→ What you need to do: What is needed here is every line of the records that includes "static".

[[ Supplied records, beginning ]]

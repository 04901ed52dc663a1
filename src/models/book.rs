//! Book model, listing query and sort keys

use serde::{Deserialize, Serialize};
use sqlx::FromRow;
use std::fmt;

use super::author::Author;

/// Book record
#[derive(Debug, Clone, PartialEq, Eq, Serialize, Deserialize, FromRow)]
pub struct Book {
    pub book_id: i64,
    pub title: String,
    /// Not checked against `authors` on insert
    pub author_id: i64,
    pub publication_year: i32,
    pub isbn: String,
}

impl fmt::Display for Book {
    fn fmt(&self, f: &mut fmt::Formatter<'_>) -> fmt::Result {
        write!(
            f,
            "Book {} with the title {}, published on {} has isbn: {}",
            self.book_id, self.title, self.publication_year, self.isbn
        )
    }
}

/// Book joined with its author
#[derive(Debug, Clone, PartialEq, Eq, Serialize)]
pub struct BookWithAuthor {
    #[serde(flatten)]
    pub book: Book,
    pub author: Author,
}

/// Create book form
#[derive(Debug, Clone, Deserialize)]
pub struct CreateBook {
    #[serde(default)]
    pub title: String,
    pub author_id: i64,
    pub publication_year: i32,
    #[serde(default)]
    pub isbn: String,
}

/// Column a listing is ordered by
#[derive(Debug, Clone, Copy, Default, PartialEq, Eq, Serialize)]
#[serde(rename_all = "snake_case")]
pub enum SortBy {
    #[default]
    Title,
    PublicationYear,
    Author,
}

impl SortBy {
    /// Resolve a `sort_by` parameter; unknown or missing keys sort by title
    pub fn from_param(param: Option<&str>) -> Self {
        match param {
            Some("publication_year") => SortBy::PublicationYear,
            Some("author") => SortBy::Author,
            _ => SortBy::Title,
        }
    }

    pub fn as_str(self) -> &'static str {
        match self {
            SortBy::Title => "title",
            SortBy::PublicationYear => "publication_year",
            SortBy::Author => "author",
        }
    }

    /// SQL expression used in `ORDER BY`
    pub(crate) fn column(self) -> &'static str {
        match self {
            SortBy::Title => "b.title",
            SortBy::PublicationYear => "b.publication_year",
            SortBy::Author => "a.name",
        }
    }
}

/// Listing query parameters
#[derive(Debug, Clone, Default, Deserialize)]
pub struct ListingQuery {
    pub search: Option<String>,
    pub sort_by: Option<String>,
}

impl ListingQuery {
    /// Search string, empty when no filter applies
    pub fn search(&self) -> &str {
        self.search.as_deref().unwrap_or("")
    }

    pub fn sort_by(&self) -> SortBy {
        SortBy::from_param(self.sort_by.as_deref())
    }
}

/// Result of a listing query
#[derive(Debug, Clone, Serialize)]
pub struct Listing {
    pub books: Vec<BookWithAuthor>,
    pub sort_by: SortBy,
    pub search: String,
}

[[ Supplied records, end ]]

→ Expected output:
    pub fn as_str(self) -> &'static str {
    pub(crate) fn column(self) -> &'static str {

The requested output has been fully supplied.